Escalofríos se sentaba en los escalones de la alquería, arrancando unas cuantas pielecillas sueltas de las numerosas desolladuras que le cubrían el antebrazo, y viendo a un hombre llorar al lado de un cadáver. Algún amigo, o quizá algún hermano. No intentaba ocultar el llanto, sólo seguía sentado cerca de él, con los hombros caídos y las lágrimas que resbalaban por debajo de su barbilla. Una escena conmovedora, la verdad, siempre que uno se sienta conmovido por ese género de cosas.
Como Escalofríos. De niño, su hermano le había llamado «cerdo seboso» por ser un blando. Había llorado ante la tumba de su hermano y de su padre. También cuando a su amigo Doblan lo atravesó una lanza y sólo tardó dos días en volver a la tierra húmeda. También la noche posterior a la batalla de Dunbrec, cuando enterraron a la mitad de los suyos con Tresárboles. Después de la batalla de los Sitios Altos partió a un lugar que sólo él conocía para soltar una buena cantidad de agua salada. Aunque en aquella ocasión quizá fuera de alegría, porque el combate había finalizado, y no de pena por las vidas que se habían perdido.
A pesar de que no ignorase sus llantos en todas aquellas ocasiones, e incluso sus causas, no podía recordar a aquellos por quienes había llorado. Se preguntó si aún quedaría alguien en el mundo por quien llorar, no estando muy seguro de que fuera a gustarle la respuesta.
Se echó un trago de agua amarga de la cantimplora y observó a los dos soldados de Ospria que examinaban los cadáveres. Uno le dio la vuelta a un muerto para quitarle una bota, haciendo que parte de las tripas se le salieran por la cuchillada que tenía en un costado. Ese mismo soldado, al ver que la bota tenía un agujero en la suela, la tiró a un lado. Escalofríos vio a otros dos soldados con las mangas remangadas. Uno de ellos llevaba una pala al hombro, porque afirmaba que había que cavar para encontrar algo que valiese la pena.

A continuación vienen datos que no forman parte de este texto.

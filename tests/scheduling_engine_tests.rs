/*!
 * Scheduling Engine Tests
 *
 * Drive the availability & conflict engine over realistic schedules:
 * - free-slot computation with exceptions, buffers, and the step grid
 * - conflict classification priority
 * - resource feasibility
 * - the auto-assignment tie-break
 */

use chrono::NaiveTime;

use clinic_bot_backend::services::availability_service::{
    filter_slots_by_resources, free_slots, pick_auto_practitioner, schedule_conflict, BusySpan,
    DaySchedule, ExceptionSpan, ResourcePool,
};
use clinic_bot_backend::utils::ConflictKind;

fn t(hour: u32, minute: u32) -> NaiveTime {
    NaiveTime::from_hms_opt(hour, minute, 0).unwrap()
}

fn morning_schedule() -> DaySchedule {
    DaySchedule {
        windows: vec![(t(9, 0), t(12, 0))],
        exceptions: Vec::new(),
        appointments: Vec::new(),
    }
}

#[test]
fn slots_cover_the_whole_window_on_the_grid() {
    let slots = free_slots(&morning_schedule(), 30, 0, 30, None);
    let starts: Vec<NaiveTime> = slots.iter().map(|s| s.0).collect();
    assert_eq!(
        starts,
        vec![t(9, 0), t(9, 30), t(10, 0), t(10, 30), t(11, 0), t(11, 30)]
    );
}

#[test]
fn finer_step_size_yields_more_slots() {
    let half_hour = free_slots(&morning_schedule(), 30, 0, 30, None);
    let quarter_hour = free_slots(&morning_schedule(), 30, 0, 15, None);
    assert!(quarter_hour.len() > half_hour.len());
    assert!(quarter_hour.iter().any(|s| s.0 == t(9, 15)));
}

#[test]
fn buffer_shrinks_the_tail_of_the_window() {
    let slots = free_slots(&morning_schedule(), 60, 30, 30, None);
    // 60 + 30 minutes must fit before 12:00, so the last start is 10:30.
    assert_eq!(slots.last().unwrap().0, t(10, 30));
}

#[test]
fn booked_interval_is_carved_out() {
    let mut schedule = morning_schedule();
    schedule.appointments.push(BusySpan {
        calendar_event_id: 1,
        start: t(10, 0),
        end: t(11, 0),
    });
    let starts: Vec<NaiveTime> = free_slots(&schedule, 30, 0, 30, None)
        .iter()
        .map(|s| s.0)
        .collect();
    assert_eq!(starts, vec![t(9, 0), t(9, 30), t(11, 0), t(11, 30)]);
}

#[test]
fn edit_target_is_excluded_from_its_own_conflicts() {
    let mut schedule = morning_schedule();
    schedule.appointments.push(BusySpan {
        calendar_event_id: 7,
        start: t(9, 0),
        end: t(12, 0),
    });
    assert!(free_slots(&schedule, 30, 0, 30, None).is_empty());
    assert_eq!(free_slots(&schedule, 30, 0, 30, Some(7)).len(), 6);
    assert!(schedule_conflict(&schedule, t(9, 0), 30, Some(7)).is_none());
}

#[test]
fn all_day_exception_blocks_the_full_day() {
    let mut schedule = morning_schedule();
    schedule.exceptions.push(ExceptionSpan {
        calendar_event_id: 2,
        span: None,
        name: Some("休診".to_string()),
    });
    assert!(free_slots(&schedule, 30, 0, 30, None).is_empty());
    let conflict = schedule_conflict(&schedule, t(10, 0), 30, None).unwrap();
    assert_eq!(conflict.kind, ConflictKind::ExceptionConflict);
}

#[test]
fn partial_exception_blocks_only_its_span() {
    let mut schedule = morning_schedule();
    schedule.exceptions.push(ExceptionSpan {
        calendar_event_id: 2,
        span: Some((t(9, 0), t(10, 30))),
        name: None,
    });
    let starts: Vec<NaiveTime> = free_slots(&schedule, 30, 0, 30, None)
        .iter()
        .map(|s| s.0)
        .collect();
    assert_eq!(starts, vec![t(10, 30), t(11, 0), t(11, 30)]);
}

#[test]
fn conflict_priority_appointment_beats_exception_beats_hours() {
    let mut schedule = morning_schedule();
    schedule.appointments.push(BusySpan {
        calendar_event_id: 1,
        start: t(9, 0),
        end: t(10, 0),
    });
    schedule.exceptions.push(ExceptionSpan {
        calendar_event_id: 2,
        span: Some((t(9, 0), t(11, 0))),
        name: None,
    });

    assert_eq!(
        schedule_conflict(&schedule, t(9, 30), 30, None).unwrap().kind,
        ConflictKind::AppointmentConflict
    );
    assert_eq!(
        schedule_conflict(&schedule, t(10, 0), 30, None).unwrap().kind,
        ConflictKind::ExceptionConflict
    );
    assert_eq!(
        schedule_conflict(&schedule, t(14, 0), 30, None).unwrap().kind,
        ConflictKind::OutsideDefaultHours
    );
}

#[test]
fn appointment_straddling_two_windows_is_rejected() {
    let schedule = DaySchedule {
        windows: vec![(t(9, 0), t(12, 0)), (t(14, 0), t(18, 0))],
        exceptions: Vec::new(),
        appointments: Vec::new(),
    };
    // 11:30 + 90 minutes ends at 13:00, crossing the lunch gap.
    let conflict = schedule_conflict(&schedule, t(11, 30), 90, None).unwrap();
    assert_eq!(conflict.kind, ConflictKind::OutsideDefaultHours);
    // The same duration fits inside the afternoon window.
    assert!(schedule_conflict(&schedule, t(14, 0), 90, None).is_none());
}

#[test]
fn resource_requirements_filter_slots() {
    let mut pool = ResourcePool::default();
    pool.instances.insert(1, vec![100]);
    pool.allocations.insert(100, vec![(t(9, 0), t(10, 0))]);

    let slots = free_slots(&morning_schedule(), 30, 0, 30, None);
    let filtered = filter_slots_by_resources(slots, &pool, &[(1, 1)]);
    let starts: Vec<NaiveTime> = filtered.iter().map(|s| s.0).collect();
    assert_eq!(starts, vec![t(10, 0), t(10, 30), t(11, 0), t(11, 30)]);
}

#[test]
fn resource_quantity_needs_enough_free_instances() {
    let mut pool = ResourcePool::default();
    pool.instances.insert(1, vec![100, 101]);
    pool.allocations.insert(100, vec![(t(9, 0), t(12, 0))]);

    // One bed free all morning: quantity 1 passes, quantity 2 fails.
    assert!(pool.can_satisfy(&[(1, 1)], t(9, 0), t(9, 30)));
    assert!(!pool.can_satisfy(&[(1, 2)], t(9, 0), t(9, 30)));
}

#[test]
fn auto_assignment_prefers_less_busy_then_lower_id() {
    // The auto-assign happy path: P1 already has one appointment that
    // morning, P2 has none, so P2 takes the booking.
    let p1_busy = 1;
    let p2_busy = 0;
    assert_eq!(pick_auto_practitioner(&[(1, p1_busy), (2, p2_busy)]), Some(2));

    // Equal load falls back to the lower practitioner id for stability.
    assert_eq!(pick_auto_practitioner(&[(2, 1), (1, 1)]), Some(1));
    assert_eq!(pick_auto_practitioner(&[]), None);
}

#[test]
fn overlapping_candidate_is_infeasible_for_both_practitioners() {
    // Both P1 and P2 work 09:00-12:00; P1 has 09:00-09:30 booked. A
    // 09:00 booking is only feasible on P2.
    let mut p1 = morning_schedule();
    p1.appointments.push(BusySpan {
        calendar_event_id: 1,
        start: t(9, 0),
        end: t(9, 30),
    });
    let p2 = morning_schedule();

    assert!(schedule_conflict(&p1, t(9, 0), 30, None).is_some());
    assert!(schedule_conflict(&p2, t(9, 0), 30, None).is_none());
}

Escalofríos se entretuvo observando las moscas que flotaban en aquel aire tan cargado y que ya comenzaban a congregarse alrededor de las bocas abiertas, los ojos abiertos, las heridas abiertas. Pasó revista a las cuchilladas en el cuello, los huesos rotos, los miembros cortados y las entrañas derramadas, la sangre que corría en regueros, los sitios donde ya se había secado, los charcos de rojo oscuro dispersos por el patio, y no sintió la alegría del trabajo bien hecho, pero tampoco asco, culpa o pena. Sólo el picor de las desolladuras, el molesto bochorno de un día caluroso, el cansancio de los miembros magullados y una pizca de hambre, porque se había saltado el desayuno.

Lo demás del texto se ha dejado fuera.